### SUPPLIED MATERIAL
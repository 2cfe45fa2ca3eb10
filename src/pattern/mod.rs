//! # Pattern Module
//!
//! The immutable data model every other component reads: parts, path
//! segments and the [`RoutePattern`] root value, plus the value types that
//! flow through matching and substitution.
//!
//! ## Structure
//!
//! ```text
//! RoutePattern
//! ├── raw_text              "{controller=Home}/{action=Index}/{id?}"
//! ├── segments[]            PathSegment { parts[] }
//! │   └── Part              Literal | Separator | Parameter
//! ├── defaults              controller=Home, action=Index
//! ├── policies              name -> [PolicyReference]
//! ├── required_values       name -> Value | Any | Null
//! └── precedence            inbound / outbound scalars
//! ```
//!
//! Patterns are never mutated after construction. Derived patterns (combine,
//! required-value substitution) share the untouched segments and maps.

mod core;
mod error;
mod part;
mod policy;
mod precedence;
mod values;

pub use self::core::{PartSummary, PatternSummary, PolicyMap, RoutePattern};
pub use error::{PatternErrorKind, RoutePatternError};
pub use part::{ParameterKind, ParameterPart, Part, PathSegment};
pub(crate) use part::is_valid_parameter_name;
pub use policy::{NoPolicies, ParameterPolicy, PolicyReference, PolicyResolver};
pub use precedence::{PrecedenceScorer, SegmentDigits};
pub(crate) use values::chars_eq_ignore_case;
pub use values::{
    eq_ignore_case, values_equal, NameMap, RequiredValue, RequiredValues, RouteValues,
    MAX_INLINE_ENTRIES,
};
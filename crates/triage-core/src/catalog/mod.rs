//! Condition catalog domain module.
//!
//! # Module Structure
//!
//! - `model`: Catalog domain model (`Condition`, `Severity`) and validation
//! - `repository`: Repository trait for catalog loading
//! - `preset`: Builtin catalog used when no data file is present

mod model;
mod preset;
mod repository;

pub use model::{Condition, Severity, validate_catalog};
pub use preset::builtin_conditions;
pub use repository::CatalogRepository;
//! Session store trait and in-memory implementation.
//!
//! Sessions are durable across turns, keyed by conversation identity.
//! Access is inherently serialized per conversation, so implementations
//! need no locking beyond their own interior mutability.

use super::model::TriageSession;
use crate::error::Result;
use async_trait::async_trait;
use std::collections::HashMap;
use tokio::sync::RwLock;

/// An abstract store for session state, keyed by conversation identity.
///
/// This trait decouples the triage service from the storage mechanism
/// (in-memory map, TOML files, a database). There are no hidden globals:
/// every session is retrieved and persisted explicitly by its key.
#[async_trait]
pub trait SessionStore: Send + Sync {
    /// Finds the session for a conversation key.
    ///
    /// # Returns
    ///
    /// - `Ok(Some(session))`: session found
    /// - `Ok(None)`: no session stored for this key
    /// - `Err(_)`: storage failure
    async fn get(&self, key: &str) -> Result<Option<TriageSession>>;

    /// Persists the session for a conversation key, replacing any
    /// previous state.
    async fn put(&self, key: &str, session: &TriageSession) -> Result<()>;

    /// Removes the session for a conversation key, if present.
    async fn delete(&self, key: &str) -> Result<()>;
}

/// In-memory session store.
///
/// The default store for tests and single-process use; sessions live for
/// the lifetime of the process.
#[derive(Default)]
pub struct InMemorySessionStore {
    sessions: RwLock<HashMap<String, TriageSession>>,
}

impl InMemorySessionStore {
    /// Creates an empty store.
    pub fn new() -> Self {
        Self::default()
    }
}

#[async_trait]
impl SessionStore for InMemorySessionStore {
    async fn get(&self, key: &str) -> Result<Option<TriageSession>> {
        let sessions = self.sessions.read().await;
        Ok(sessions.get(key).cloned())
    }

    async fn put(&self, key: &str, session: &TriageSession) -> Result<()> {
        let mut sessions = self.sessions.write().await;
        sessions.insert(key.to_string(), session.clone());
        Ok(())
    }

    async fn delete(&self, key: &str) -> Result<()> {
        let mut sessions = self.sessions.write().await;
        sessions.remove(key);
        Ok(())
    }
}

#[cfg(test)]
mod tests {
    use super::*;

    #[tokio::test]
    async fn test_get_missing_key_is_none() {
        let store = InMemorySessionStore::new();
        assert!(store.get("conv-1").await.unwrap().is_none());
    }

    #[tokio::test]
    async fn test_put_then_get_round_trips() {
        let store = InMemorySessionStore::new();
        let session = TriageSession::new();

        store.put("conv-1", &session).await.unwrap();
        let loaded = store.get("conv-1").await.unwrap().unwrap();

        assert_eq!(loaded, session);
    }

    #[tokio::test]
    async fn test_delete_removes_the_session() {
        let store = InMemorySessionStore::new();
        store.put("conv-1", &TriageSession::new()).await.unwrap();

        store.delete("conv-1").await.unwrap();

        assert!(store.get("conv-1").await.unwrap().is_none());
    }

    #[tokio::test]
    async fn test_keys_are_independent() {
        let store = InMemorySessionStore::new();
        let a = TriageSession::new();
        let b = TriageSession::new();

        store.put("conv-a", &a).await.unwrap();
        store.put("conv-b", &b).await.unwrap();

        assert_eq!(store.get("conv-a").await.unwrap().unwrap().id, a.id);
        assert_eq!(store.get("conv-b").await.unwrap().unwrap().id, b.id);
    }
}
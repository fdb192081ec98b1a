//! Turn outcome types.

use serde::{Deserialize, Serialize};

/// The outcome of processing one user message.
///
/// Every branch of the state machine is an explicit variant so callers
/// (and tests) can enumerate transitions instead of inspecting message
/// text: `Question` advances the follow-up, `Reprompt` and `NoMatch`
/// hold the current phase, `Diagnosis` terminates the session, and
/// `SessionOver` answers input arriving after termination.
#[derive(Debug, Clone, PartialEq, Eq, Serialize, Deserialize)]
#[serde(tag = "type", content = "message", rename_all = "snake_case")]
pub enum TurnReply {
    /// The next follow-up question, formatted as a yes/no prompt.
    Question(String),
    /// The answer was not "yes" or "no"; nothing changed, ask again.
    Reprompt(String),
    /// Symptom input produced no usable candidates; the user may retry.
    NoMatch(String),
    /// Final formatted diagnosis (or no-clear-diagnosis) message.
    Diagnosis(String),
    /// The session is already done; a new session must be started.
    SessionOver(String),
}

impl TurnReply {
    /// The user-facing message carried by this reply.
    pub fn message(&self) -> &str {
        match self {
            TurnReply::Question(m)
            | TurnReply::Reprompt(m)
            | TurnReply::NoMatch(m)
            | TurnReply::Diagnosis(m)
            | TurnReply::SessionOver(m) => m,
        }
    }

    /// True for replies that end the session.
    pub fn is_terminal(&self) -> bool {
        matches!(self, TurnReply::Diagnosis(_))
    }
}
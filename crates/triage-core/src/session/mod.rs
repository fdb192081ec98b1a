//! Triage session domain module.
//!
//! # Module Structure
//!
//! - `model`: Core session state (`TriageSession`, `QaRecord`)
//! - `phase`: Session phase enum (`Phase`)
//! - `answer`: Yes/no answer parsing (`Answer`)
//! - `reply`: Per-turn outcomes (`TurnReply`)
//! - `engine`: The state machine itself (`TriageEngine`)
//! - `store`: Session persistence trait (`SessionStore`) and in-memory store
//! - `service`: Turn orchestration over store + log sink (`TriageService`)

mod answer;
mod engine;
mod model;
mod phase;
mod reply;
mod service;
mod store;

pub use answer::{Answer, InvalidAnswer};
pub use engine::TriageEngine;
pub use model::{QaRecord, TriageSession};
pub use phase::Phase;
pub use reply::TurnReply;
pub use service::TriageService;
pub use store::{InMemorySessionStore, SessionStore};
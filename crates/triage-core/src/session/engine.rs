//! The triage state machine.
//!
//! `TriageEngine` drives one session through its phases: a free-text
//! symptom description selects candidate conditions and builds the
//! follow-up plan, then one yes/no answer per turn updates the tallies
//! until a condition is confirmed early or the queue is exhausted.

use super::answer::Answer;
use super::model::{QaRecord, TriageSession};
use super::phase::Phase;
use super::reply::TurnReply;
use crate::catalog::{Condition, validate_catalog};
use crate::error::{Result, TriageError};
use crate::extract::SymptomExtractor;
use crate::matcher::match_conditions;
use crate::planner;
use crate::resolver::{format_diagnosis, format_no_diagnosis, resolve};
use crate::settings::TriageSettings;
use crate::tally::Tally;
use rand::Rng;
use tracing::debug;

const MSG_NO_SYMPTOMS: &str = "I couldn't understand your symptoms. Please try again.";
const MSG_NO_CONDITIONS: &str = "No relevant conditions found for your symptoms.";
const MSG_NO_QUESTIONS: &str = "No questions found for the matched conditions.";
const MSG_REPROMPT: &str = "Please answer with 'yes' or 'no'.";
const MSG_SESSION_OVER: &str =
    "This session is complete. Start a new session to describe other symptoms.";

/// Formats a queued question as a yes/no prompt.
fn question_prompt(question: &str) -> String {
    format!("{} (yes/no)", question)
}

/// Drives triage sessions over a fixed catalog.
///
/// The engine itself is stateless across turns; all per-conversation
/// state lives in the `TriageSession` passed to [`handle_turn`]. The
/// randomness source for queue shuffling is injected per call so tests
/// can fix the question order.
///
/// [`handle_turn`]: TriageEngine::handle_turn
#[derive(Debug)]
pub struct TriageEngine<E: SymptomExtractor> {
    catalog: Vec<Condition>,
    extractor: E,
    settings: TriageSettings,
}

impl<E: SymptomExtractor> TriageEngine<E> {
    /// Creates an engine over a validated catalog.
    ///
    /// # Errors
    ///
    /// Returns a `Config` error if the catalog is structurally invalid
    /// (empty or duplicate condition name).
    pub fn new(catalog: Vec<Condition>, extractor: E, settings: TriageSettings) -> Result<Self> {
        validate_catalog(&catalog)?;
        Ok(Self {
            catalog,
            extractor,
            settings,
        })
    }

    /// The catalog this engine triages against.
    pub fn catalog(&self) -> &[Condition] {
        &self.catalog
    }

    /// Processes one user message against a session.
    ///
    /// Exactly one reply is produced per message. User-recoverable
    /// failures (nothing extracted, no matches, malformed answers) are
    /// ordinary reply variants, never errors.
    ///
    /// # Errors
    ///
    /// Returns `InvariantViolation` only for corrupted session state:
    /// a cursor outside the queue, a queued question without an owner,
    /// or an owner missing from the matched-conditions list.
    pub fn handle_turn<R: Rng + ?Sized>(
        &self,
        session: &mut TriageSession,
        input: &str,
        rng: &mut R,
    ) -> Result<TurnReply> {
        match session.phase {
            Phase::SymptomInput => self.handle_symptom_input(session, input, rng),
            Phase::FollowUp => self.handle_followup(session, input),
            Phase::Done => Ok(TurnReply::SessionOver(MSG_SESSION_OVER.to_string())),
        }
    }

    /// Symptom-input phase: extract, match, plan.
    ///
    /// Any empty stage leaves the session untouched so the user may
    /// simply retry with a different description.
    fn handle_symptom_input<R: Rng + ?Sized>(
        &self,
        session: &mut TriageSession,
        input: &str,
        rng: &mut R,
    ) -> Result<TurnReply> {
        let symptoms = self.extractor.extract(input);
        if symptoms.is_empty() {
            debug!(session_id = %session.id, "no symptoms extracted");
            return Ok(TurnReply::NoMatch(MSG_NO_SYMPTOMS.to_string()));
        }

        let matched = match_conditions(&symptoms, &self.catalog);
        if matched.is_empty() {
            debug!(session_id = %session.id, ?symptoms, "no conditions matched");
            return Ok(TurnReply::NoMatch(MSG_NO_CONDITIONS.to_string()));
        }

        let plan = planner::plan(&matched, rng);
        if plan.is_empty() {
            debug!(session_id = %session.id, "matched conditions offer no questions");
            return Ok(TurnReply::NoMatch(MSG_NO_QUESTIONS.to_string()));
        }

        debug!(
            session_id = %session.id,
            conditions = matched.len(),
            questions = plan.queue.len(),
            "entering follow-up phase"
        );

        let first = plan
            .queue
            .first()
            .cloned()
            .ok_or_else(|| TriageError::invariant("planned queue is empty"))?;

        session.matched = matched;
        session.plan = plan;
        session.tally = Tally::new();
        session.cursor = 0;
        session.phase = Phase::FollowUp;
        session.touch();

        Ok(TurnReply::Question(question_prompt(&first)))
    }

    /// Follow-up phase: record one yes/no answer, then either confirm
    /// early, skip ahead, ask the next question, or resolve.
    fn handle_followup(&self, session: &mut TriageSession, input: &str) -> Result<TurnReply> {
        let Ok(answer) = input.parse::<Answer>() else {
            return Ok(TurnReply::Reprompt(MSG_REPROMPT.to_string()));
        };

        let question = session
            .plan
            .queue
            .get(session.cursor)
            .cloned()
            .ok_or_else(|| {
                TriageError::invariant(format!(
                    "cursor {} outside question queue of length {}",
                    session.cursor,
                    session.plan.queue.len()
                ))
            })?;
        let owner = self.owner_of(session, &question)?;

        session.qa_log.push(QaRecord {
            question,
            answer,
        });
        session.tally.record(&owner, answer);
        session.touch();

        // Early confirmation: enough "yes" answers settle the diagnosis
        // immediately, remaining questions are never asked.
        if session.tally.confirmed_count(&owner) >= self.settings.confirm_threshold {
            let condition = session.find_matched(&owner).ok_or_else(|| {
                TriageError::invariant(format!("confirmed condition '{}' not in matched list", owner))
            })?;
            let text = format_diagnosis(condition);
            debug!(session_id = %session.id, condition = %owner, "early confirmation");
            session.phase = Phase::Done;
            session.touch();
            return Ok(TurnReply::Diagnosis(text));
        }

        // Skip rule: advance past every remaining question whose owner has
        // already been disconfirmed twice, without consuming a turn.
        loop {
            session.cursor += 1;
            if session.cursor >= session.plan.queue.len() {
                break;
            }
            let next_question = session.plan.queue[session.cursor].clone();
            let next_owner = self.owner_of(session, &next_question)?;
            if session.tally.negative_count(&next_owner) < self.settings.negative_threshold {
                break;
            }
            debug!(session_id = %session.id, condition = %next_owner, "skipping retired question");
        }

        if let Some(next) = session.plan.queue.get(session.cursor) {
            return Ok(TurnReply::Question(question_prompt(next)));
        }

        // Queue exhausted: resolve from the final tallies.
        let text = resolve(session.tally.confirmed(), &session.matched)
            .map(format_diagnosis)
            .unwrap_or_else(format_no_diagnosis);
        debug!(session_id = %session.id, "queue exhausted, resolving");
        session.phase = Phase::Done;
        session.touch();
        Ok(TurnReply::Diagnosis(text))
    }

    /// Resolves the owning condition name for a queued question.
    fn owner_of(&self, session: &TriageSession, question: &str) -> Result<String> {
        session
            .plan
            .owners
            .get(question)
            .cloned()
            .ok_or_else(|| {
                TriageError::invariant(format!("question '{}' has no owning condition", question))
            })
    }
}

### WORK TO BE COMPLETED
Begin at the first line of the entries above and copy every line exactly, ending with the line that contains "conversation, so implementations".

### RESPONSE
repository 2cfe45fa2ca3eb10
filename src/pattern/mod.rs
//! # Pattern Module
//!
//! The immutable data model every other component reads: parts, path
//! segments and the [`RoutePattern`] root value, plus the value types that
//! flow through matching and substitution.
//!
//! ## Structure
//!
//! ```text
//! RoutePattern
//! ├── raw_text              "{controller=Home}/{action=Index}/{id?}"
//! ├── segments[]            PathSegment { parts[] }
//! │   └── Part              Literal | Separator | Parameter
//! ├── defaults              controller=Home, action=Index
//! ├── policies              name -> [PolicyReference]
//! ├── required_values       name -> Value | Any | Null
//! └── precedence            inbound / outbound scalars
//! ```
//!
//! Patterns are never mutated after construction. Derived patterns (combine,
//! required-value substitution) share the untouched segments and maps.

mod core;
mod error;
mod part;
mod policy;
mod precedence;
mod values;

pub use self::core::{PartSummary, PatternSummary, PolicyMap, RoutePattern};
pub use error::{PatternErrorKind, RoutePatternError};
pub use part::{ParameterKind, ParameterPart, Part, PathSegment};
pub(crate) use part::is_valid_parameter_name;
pub use policy::{NoPolicies, ParameterPolicy, PolicyReference, PolicyResolver};
pub use precedence::{PrecedenceScorer, SegmentDigits};
pub(crate) use values::chars_eq_ignore_case;
pub use values::{
    eq_ignore_case, values_equal, NameMap, RequiredValue, RequiredValues, RouteValues,
    MAX_INLINE_ENTRIES,
};
filename crates/triage-core/src/catalog/mod.rs
//! Condition catalog domain module.
//!
//! # Module Structure
//!
//! - `model`: Catalog domain model (`Condition`, `Severity`) and validation
//! - `repository`: Repository trait for catalog loading
//! - `preset`: Builtin catalog used when no data file is present

mod model;
mod preset;
mod repository;

pub use model::{Condition, Severity, validate_catalog};
pub use preset::builtin_conditions;
pub use repository::CatalogRepository;
//! Session store trait and in-memory implementation.
//!
//! Sessions are durable across turns, keyed by conversation identity.
//! Access is inherently serialized per conversation, so implementations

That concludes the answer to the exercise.